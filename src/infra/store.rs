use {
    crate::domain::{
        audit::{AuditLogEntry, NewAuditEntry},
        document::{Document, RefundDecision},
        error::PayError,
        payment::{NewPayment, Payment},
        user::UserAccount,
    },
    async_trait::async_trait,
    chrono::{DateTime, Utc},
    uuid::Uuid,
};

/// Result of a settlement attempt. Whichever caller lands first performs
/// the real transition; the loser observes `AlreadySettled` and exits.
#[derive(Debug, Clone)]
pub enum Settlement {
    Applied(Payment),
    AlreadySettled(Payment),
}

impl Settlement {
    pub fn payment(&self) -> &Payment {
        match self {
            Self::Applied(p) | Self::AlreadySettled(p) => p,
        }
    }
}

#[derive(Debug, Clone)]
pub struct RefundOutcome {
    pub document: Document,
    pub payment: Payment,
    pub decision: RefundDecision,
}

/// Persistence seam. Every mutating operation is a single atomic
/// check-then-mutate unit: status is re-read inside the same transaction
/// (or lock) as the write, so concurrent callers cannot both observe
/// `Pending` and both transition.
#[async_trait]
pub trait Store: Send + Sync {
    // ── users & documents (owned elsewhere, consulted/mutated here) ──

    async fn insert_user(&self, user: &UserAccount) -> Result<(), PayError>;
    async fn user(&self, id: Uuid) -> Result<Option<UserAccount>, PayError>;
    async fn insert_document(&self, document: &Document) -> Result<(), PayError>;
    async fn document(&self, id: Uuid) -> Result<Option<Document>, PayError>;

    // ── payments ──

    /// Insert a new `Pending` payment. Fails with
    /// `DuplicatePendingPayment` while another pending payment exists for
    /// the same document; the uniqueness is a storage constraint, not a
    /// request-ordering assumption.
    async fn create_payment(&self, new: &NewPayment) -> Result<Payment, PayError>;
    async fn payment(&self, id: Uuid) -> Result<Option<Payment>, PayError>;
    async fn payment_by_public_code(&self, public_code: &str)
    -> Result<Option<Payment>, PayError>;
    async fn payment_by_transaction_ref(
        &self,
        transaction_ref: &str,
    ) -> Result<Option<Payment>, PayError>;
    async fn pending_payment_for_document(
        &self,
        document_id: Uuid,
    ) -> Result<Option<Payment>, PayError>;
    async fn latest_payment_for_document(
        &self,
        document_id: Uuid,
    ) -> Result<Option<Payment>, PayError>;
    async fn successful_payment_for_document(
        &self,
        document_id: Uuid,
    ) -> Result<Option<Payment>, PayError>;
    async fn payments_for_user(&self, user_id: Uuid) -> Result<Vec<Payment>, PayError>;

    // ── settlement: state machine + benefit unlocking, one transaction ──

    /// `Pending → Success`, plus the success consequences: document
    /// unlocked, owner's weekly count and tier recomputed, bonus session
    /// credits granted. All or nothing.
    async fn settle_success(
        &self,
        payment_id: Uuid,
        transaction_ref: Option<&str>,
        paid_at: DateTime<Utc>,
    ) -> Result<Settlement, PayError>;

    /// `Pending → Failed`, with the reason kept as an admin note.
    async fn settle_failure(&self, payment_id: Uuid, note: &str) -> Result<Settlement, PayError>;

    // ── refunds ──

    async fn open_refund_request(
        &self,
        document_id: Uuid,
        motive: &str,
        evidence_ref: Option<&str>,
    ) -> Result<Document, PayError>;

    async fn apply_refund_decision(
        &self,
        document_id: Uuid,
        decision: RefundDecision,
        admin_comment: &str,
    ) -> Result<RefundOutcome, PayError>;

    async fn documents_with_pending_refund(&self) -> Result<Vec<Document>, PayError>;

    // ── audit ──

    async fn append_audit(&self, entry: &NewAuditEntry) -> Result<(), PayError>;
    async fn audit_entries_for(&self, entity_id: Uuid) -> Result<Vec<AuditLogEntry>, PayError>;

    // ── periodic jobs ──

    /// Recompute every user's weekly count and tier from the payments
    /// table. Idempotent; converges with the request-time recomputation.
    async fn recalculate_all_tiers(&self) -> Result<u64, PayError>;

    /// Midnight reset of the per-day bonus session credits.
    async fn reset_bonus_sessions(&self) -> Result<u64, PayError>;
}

---

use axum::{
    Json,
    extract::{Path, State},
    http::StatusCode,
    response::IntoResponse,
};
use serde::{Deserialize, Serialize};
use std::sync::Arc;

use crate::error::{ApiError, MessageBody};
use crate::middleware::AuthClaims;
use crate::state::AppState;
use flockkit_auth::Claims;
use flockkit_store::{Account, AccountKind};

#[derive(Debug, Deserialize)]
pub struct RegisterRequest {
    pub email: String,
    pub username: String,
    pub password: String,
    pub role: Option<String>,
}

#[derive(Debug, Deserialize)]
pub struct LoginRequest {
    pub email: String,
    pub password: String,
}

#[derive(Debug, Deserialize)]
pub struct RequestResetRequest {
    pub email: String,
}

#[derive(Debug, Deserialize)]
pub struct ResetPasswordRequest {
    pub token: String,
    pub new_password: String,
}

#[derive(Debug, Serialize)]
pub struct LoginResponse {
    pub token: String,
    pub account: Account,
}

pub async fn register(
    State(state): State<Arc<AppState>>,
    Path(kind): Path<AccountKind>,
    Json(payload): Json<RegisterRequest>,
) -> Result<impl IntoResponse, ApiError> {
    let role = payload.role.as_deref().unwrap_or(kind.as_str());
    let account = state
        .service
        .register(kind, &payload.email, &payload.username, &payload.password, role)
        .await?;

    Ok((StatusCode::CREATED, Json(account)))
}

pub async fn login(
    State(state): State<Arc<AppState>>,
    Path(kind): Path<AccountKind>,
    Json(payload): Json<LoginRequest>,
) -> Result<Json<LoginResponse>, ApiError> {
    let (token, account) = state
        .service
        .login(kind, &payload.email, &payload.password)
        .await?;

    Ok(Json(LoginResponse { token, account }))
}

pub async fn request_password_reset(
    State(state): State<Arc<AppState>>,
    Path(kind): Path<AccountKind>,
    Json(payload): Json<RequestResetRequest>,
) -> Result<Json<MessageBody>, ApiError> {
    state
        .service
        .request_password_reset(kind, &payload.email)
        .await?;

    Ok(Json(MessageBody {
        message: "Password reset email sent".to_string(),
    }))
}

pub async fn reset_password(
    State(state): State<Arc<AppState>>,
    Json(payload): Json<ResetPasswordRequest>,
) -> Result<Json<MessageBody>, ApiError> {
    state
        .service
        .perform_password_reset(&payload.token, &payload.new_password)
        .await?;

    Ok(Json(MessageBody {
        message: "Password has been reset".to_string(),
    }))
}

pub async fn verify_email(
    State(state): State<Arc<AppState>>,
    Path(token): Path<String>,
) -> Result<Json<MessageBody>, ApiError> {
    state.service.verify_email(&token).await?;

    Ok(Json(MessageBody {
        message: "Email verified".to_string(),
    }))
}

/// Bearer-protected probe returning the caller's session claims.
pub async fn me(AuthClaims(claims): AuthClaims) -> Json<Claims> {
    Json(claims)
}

**Task instructions**
Everything in the material above from the line that has "pub struct RefundOutcome" through the line that has "pub trait Store: Send" must be duplicated exactly, with no other lines given.

**Output for this task**
pub struct RefundOutcome {
    pub document: Document,
    pub payment: Payment,
    pub decision: RefundDecision,
}

/// Persistence seam. Every mutating operation is a single atomic
/// check-then-mutate unit: status is re-read inside the same transaction
/// (or lock) as the write, so concurrent callers cannot both observe
/// `Pending` and both transition.
#[async_trait]
pub trait Store: Send + Sync {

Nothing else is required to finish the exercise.